Turner is thought to have been there in 1842,2 but the dating and thus the ultimate placing of this sheet within Turner’s Italian tours awaits confirmation. A watercolour traditionally known as ‘Stelvio Pass’3 is now called Montjovet from below St Vincent, Looking down the Val d’Aosta towards Berriaz, and dated to 1836 (National Gallery of Ireland, Dublin); another, The Pass of Stelvio (currently untraced), has been dated to about 1842.4
See the Introduction to this section for further brief discussion and dating.
1
See Finberg 1909, II, p.1095.
2
See Andrew Wilton, J.M.W. Turner: His Life and Work, Fribourg 1979, p.473.
3
Ibid., no.1443, reproduced, as ‘Stelvio Pass (?)’, c.1836.
4
Not in Wilton 1979; English Watercolours, exhibition catalogue, Leger Galleries, London 1982, unpaginated no.16, reproduced in colour.
Technical notes:
The left-hand edge is darkened, apparently from prolonged exposure to light and dust.
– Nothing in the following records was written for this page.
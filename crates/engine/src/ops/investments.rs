use sea_orm::{ConnectionTrait, QueryOrder, TransactionTrait, prelude::*};
use uuid::Uuid;

use crate::{
    CaptureRevenueCmd, FundInvestmentCmd, Investment, InvestmentReturn, InvestmentSummary, Money,
    RelatedKind, ResultEngine, Transaction, TransactionKind,
    executor::WriteSet,
    investments,
    util::{ensure_positive, normalize_optional_text, normalize_required_text, sum_amounts},
};

use super::{Engine, balances::BalanceChanges, rebalanced, with_tx};

impl Engine {
    /// Records an investment. When paid from an account, the capital leaves
    /// that account through a mirrored `investment` transaction.
    pub async fn fund_investment(&self, cmd: FundInvestmentCmd) -> ResultEngine<InvestmentSummary> {
        ensure_positive(cmd.amount, "investment amount")?;
        let name = normalize_required_text(&cmd.name, "investment name")?;
        let kind = normalize_required_text(&cmd.kind, "investment type")?;

        let _locks = self.locks.acquire(cmd.account_id).await?;
        let db_tx = self.database.begin().await?;
        let now = self.clock.now();
        let purchase_date = cmd.date.unwrap_or_else(|| self.clock.today());

        let investment = Investment {
            id: Uuid::new_v4(),
            name,
            kind,
            amount: cmd.amount,
            purchase_date,
            account_id: cmd.account_id,
            notes: normalize_optional_text(cmd.notes.as_deref()),
            created_at: now,
            updated_at: now,
        };

        let mut writes = WriteSet::new("fund_investment");
        if let Some(account_id) = cmd.account_id {
            let account = self.require_account(&db_tx, account_id).await?;
            let updated = rebalanced(&account, TransactionKind::Investment.signed(cmd.amount), now)?;
            writes.update(account, updated);
        }
        writes.insert(investment.clone());
        if let Some(account_id) = cmd.account_id {
            writes.insert(Transaction::mirror(
                account_id,
                TransactionKind::Investment,
                cmd.amount,
                Some(format!("Investment: {}", investment.name)),
                purchase_date,
                (RelatedKind::Investment, investment.id),
                now,
            ));
        }

        self.commit(db_tx, writes, cmd.actor.as_deref()).await?;
        Ok(InvestmentSummary {
            investment,
            total_returns: Money::ZERO,
            returns_count: 0,
        })
    }

    /// Records a return of an investment. When credited to an account, the
    /// money enters it through a `revenue` transaction linked to the
    /// investment and tagged with the return it comes from.
    ///
    /// Fails with a validation error when the investment's total returns
    /// would no longer fit a [`Money`].
    pub async fn capture_revenue(&self, cmd: CaptureRevenueCmd) -> ResultEngine<InvestmentSummary> {
        ensure_positive(cmd.amount, "revenue amount")?;

        let _locks = self.locks.acquire(cmd.account_id).await?;
        let db_tx = self.database.begin().await?;
        let investment = self.require_investment(&db_tx, cmd.investment_id).await?;
        let existing = self.returns_of(&db_tx, investment.id).await?;
        let now = self.clock.now();
        let return_date = cmd.date.unwrap_or_else(|| self.clock.today());

        let ret = InvestmentReturn {
            id: Uuid::new_v4(),
            investment_id: investment.id,
            amount: cmd.amount,
            return_date,
            period_type: cmd.period_type,
            comment: normalize_optional_text(cmd.comment.as_deref()),
            account_id: cmd.account_id,
            created_at: now,
            updated_at: now,
        };
        let summary = InvestmentSummary {
            total_returns: sum_amounts(existing.iter().map(|r| r.amount).chain([ret.amount]))?,
            returns_count: existing.len() as u64 + 1,
            investment: investment.clone(),
        };

        let mut writes = WriteSet::new("capture_revenue");
        if let Some(account_id) = cmd.account_id {
            let account = self.require_account(&db_tx, account_id).await?;
            let updated = rebalanced(&account, TransactionKind::Revenue.signed(cmd.amount), now)?;
            writes.update(account, updated);
        }
        writes.insert(ret.clone());
        if let Some(account_id) = cmd.account_id {
            writes.insert(
                Transaction::mirror(
                    account_id,
                    TransactionKind::Revenue,
                    cmd.amount,
                    Some(format!("Revenue: {}", investment.name)),
                    return_date,
                    (RelatedKind::Investment, investment.id),
                    now,
                )
                .with_source_return(ret.id),
            );
        }

        self.commit(db_tx, writes, cmd.actor.as_deref()).await?;
        Ok(summary)
    }

    /// Accounts touched by the mirrors of an investment, revenue included.
    async fn investment_accounts<C: ConnectionTrait>(
        &self,
        db: &C,
        investment_id: Uuid,
    ) -> ResultEngine<Vec<Uuid>> {
        Ok(self
            .mirrors_of(db, RelatedKind::Investment, &[investment_id])
            .await?
            .iter()
            .map(|m| m.account_id)
            .collect())
    }

    /// Deletes an investment with its returns and every mirrored transaction,
    /// restoring the balances those transactions moved.
    ///
    /// Expenses attributed to the investment are kept.
    pub async fn delete_investment(
        &self,
        investment_id: Uuid,
        actor: Option<&str>,
    ) -> ResultEngine<()> {
        let linked = self.investment_accounts(&self.database, investment_id).await?;
        let guards = self.locks.acquire(linked).await?;
        let db_tx = self.database.begin().await?;

        let investment = self.require_investment(&db_tx, investment_id).await?;
        let returns = self.returns_of(&db_tx, investment_id).await?;
        let mirrors = self
            .mirrors_of(&db_tx, RelatedKind::Investment, &[investment_id])
            .await?;

        let mut changes = BalanceChanges::default();
        for mirror in &mirrors {
            changes.add(mirror.account_id, -mirror.signed_amount())?;
        }
        changes.ensure_locked(&guards)?;

        let mut writes = WriteSet::new("delete_investment");
        changes
            .stage(self, &db_tx, &mut writes, self.clock.now())
            .await?;
        for mirror in mirrors {
            writes.delete(mirror);
        }
        for ret in returns {
            writes.delete(ret);
        }
        writes.delete(investment);

        self.commit(db_tx, writes, actor).await?;
        Ok(())
    }

    /// Deletes one return and its mirrored `revenue` transaction.
    pub async fn delete_investment_return(
        &self,
        return_id: Uuid,
        actor: Option<&str>,
    ) -> ResultEngine<()> {
        let linked = self
            .return_mirror_of(&self.database, return_id)
            .await?
            .map(|m| m.account_id);
        let guards = self.locks.acquire(linked).await?;
        let db_tx = self.database.begin().await?;

        let ret = self.require_investment_return(&db_tx, return_id).await?;
        let mirror = self.return_mirror_of(&db_tx, return_id).await?;

        let mut changes = BalanceChanges::default();
        if let Some(mirror) = &mirror {
            changes.add(mirror.account_id, -mirror.signed_amount())?;
        }
        changes.ensure_locked(&guards)?;

        let mut writes = WriteSet::new("delete_investment_return");
        changes
            .stage(self, &db_tx, &mut writes, self.clock.now())
            .await?;
        if let Some(mirror) = mirror {
            writes.delete(mirror);
        }
        writes.delete(ret);

        self.commit(db_tx, writes, actor).await?;
        Ok(())
    }

    async fn summarize<C: ConnectionTrait>(
        &self,
        db: &C,
        investment: Investment,
    ) -> ResultEngine<InvestmentSummary> {
        let returns = self.returns_of(db, investment.id).await?;
        Ok(InvestmentSummary {
            total_returns: sum_amounts(returns.iter().map(|r| r.amount))?,
            returns_count: returns.len() as u64,
            investment,
        })
    }

    pub async fn investment(&self, investment_id: Uuid) -> ResultEngine<InvestmentSummary> {
        with_tx!(self, |db_tx| {
            let investment = self.require_investment(&db_tx, investment_id).await?;
            self.summarize(&db_tx, investment).await
        })
    }

    /// All investments with their return totals, newest purchase first.
    pub async fn list_investments(&self) -> ResultEngine<Vec<InvestmentSummary>> {
        with_tx!(self, |db_tx| {
            let models = investments::Entity::find()
                .order_by_desc(investments::Column::PurchaseDate)
                .order_by_asc(investments::Column::Name)
                .all(&db_tx)
                .await?;
            let mut out = Vec::with_capacity(models.len());
            for model in models {
                let investment = Investment::try_from(model)?;
                out.push(self.summarize(&db_tx, investment).await?);
            }
            Ok(out)
        })
    }

    /// Returns of an investment, oldest first.
    pub async fn investment_returns(
        &self,
        investment_id: Uuid,
    ) -> ResultEngine<Vec<InvestmentReturn>> {
        with_tx!(self, |db_tx| {
            self.require_investment(&db_tx, investment_id).await?;
            self.returns_of(&db_tx, investment_id).await
        })
    }
}
use std::collections::BTreeMap;

use chrono::{DateTime, Utc};
use sea_orm::{DatabaseTransaction, QueryFilter, QueryOrder, TransactionTrait, prelude::*};
use serde::Serialize;
use uuid::Uuid;

use crate::{
    Account, EngineError, Money, ResultEngine, Transaction, TransactionKind, accounts,
    executor::WriteSet,
    locks::AccountGuards,
    transactions,
    util::sum_amounts,
};

use super::{Engine, rebalanced, with_tx};

/// Net balance deltas of one write-set, folded per account.
///
/// Deltas are validated against the account's balance only once all of them
/// are known, so a reversal and a restore in the same operation never trip
/// the non-negative rule on an intermediate value.
#[derive(Debug, Default)]
pub(super) struct BalanceChanges {
    deltas: BTreeMap<Uuid, Money>,
}

impl BalanceChanges {
    pub(super) fn add(&mut self, account_id: Uuid, delta: Money) -> ResultEngine<()> {
        let net = self.deltas.entry(account_id).or_default();
        *net = sum_amounts([*net, delta])?;
        Ok(())
    }

    /// Fails with a retryable `LockTimeout` when an account to touch is not
    /// among the held locks. Happens when a row gained a link to another
    /// account between the pre-read and the lock.
    pub(super) fn ensure_locked(&self, guards: &AccountGuards) -> ResultEngine<()> {
        if !guards.covers(self.deltas.keys()) {
            return Err(EngineError::LockTimeout(
                "linked accounts changed while waiting for locks".to_string(),
            ));
        }
        Ok(())
    }

    /// Loads every touched account and pushes its balance update onto
    /// `writes`. Accounts whose net delta is zero are left alone.
    pub(super) async fn stage(
        self,
        engine: &Engine,
        db_tx: &DatabaseTransaction,
        writes: &mut WriteSet,
        now: DateTime<Utc>,
    ) -> ResultEngine<()> {
        for (account_id, delta) in self.deltas {
            if delta.is_zero() {
                continue;
            }
            let account = engine.require_account(db_tx, account_id).await?;
            let updated = rebalanced(&account, delta, now)?;
            writes.update(account, updated);
        }
        Ok(())
    }
}

/// An account's balance rebuilt from its transactions.
#[derive(Clone, Debug, PartialEq, Eq, Serialize)]
pub struct AccountSummary {
    pub account: Account,
    pub deposits: Money,
    pub withdrawals: Money,
    pub expenses: Money,
    pub investments: Money,
    pub revenue: Money,
    pub transfers: Money,
    pub transaction_count: u64,
    /// `starting_amount` plus the signed sum of every transaction.
    pub replayed_balance: Money,
    /// `true` when the cached balance equals the replayed one.
    pub is_consistent: bool,
}

impl AccountSummary {
    fn replay(account: Account, txs: &[Transaction]) -> ResultEngine<Self> {
        let mut summary = Self {
            replayed_balance: account.starting_amount,
            account,
            deposits: Money::ZERO,
            withdrawals: Money::ZERO,
            expenses: Money::ZERO,
            investments: Money::ZERO,
            revenue: Money::ZERO,
            transfers: Money::ZERO,
            transaction_count: 0,
            is_consistent: false,
        };
        for tx in txs {
            let bucket = match tx.kind {
                TransactionKind::Deposit => &mut summary.deposits,
                TransactionKind::Withdrawal => &mut summary.withdrawals,
                TransactionKind::Expense => &mut summary.expenses,
                TransactionKind::Investment => &mut summary.investments,
                TransactionKind::Revenue => &mut summary.revenue,
                TransactionKind::Transfer => &mut summary.transfers,
            };
            *bucket = sum_amounts([*bucket, tx.amount])?;
            summary.replayed_balance =
                sum_amounts([summary.replayed_balance, tx.signed_amount()])?;
            summary.transaction_count += 1;
        }
        summary.is_consistent = summary.replayed_balance == summary.account.balance;
        Ok(summary)
    }
}

impl Engine {
    async fn account_transactions<C: ConnectionTrait>(
        &self,
        db: &C,
        account_id: Uuid,
    ) -> ResultEngine<Vec<Transaction>> {
        transactions::Entity::find()
            .filter(transactions::Column::AccountId.eq(account_id.to_string()))
            .order_by_asc(transactions::Column::Date)
            .all(db)
            .await?
            .into_iter()
            .map(Transaction::try_from)
            .collect()
    }

    /// Totals per transaction kind and the balance replayed from them.
    pub async fn account_summary(&self, account_id: Uuid) -> ResultEngine<AccountSummary> {
        with_tx!(self, |db_tx| {
            let account = self.require_account(&db_tx, account_id).await?;
            let txs = self.account_transactions(&db_tx, account_id).await?;
            AccountSummary::replay(account, &txs)
        })
    }

    /// Rewrites every cached balance that drifted from its transactions.
    ///
    /// Returns the corrected accounts. Each correction is audited as an
    /// `UPDATE` of the account row.
    pub async fn recompute_balances(&self, actor: Option<&str>) -> ResultEngine<Vec<Account>> {
        let ids: Vec<Uuid> = accounts::Entity::find()
            .all(&self.database)
            .await?
            .into_iter()
            .map(Account::try_from)
            .map(|account| account.map(|a| a.id))
            .collect::<ResultEngine<_>>()?;
        let _locks = self.locks.acquire(ids.iter().copied()).await?;

        let db_tx = self.database.begin().await?;
        let now = self.clock.now();
        let mut writes = WriteSet::new("recompute_balances");
        let mut corrected = Vec::new();
        for account_id in ids {
            let account = self.require_account(&db_tx, account_id).await?;
            let txs = self.account_transactions(&db_tx, account_id).await?;
            let summary = AccountSummary::replay(account.clone(), &txs)?;
            if summary.is_consistent {
                continue;
            }
            tracing::warn!(
                %account_id,
                cached = %account.balance,
                replayed = %summary.replayed_balance,
                "account balance drifted"
            );
            let mut fixed = account.clone();
            fixed.balance = summary.replayed_balance;
            fixed.updated_at = now;
            writes.update(account, fixed.clone());
            corrected.push(fixed);
        }

        if writes.is_empty() {
            return Ok(corrected);
        }
        self.commit(db_tx, writes, actor).await?;
        Ok(corrected)
    }
}
pub use sea_orm_migration::prelude::*;

mod m20261001_000000_init;

pub struct Migrator;

#[async_trait::async_trait]
impl MigratorTrait for Migrator {
    fn migrations() -> Vec<Box<dyn MigrationTrait>> {
        vec![Box::new(m20261001_000000_init::Migration)]
    }
}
Paper conservator Peter Bower has noted numerous examples from Turner Bequest section CCCXLI of quarter sheets of paper with a watermark of letters ‘CS and laurel leaves’, paired with a separate mark of three numbers; they may come from one of the Brescia paper mill in Lombardy, from which there are comparable datable sheets from the 1830s and early 1840s.1
1
See Peter Bower, Turner’s Later Papers: A Study of the Manufacture, Selection and Use of his Drawing Papers 1820–1851, exhibition catalogue, Tate Gallery, London 1999, p.113.
Verso:
Blank; inscribed in pencil ‘435’ bottom right. The surface is rubbed, with some dark marks.

Matthew Imms
February 2016

How to cite

Matthew Imms, ‘The Pass of Stelvio, with Other Mountainous Views c.1828–43 by Joseph Mallord William Turner’, catalogue entry, February 2016, in David Blayney Brown (ed.), J.M.W. Turner: Sketchbooks, Drawings and Watercolours, Tate Research Publication, November 2016, https://www.tate.org.uk/art/research-publications/jmw-turner/joseph-mallord-william-turner-the-pass-of-stelvio-with-other-mountainous-views-r1183042, accessed 23 November 2024.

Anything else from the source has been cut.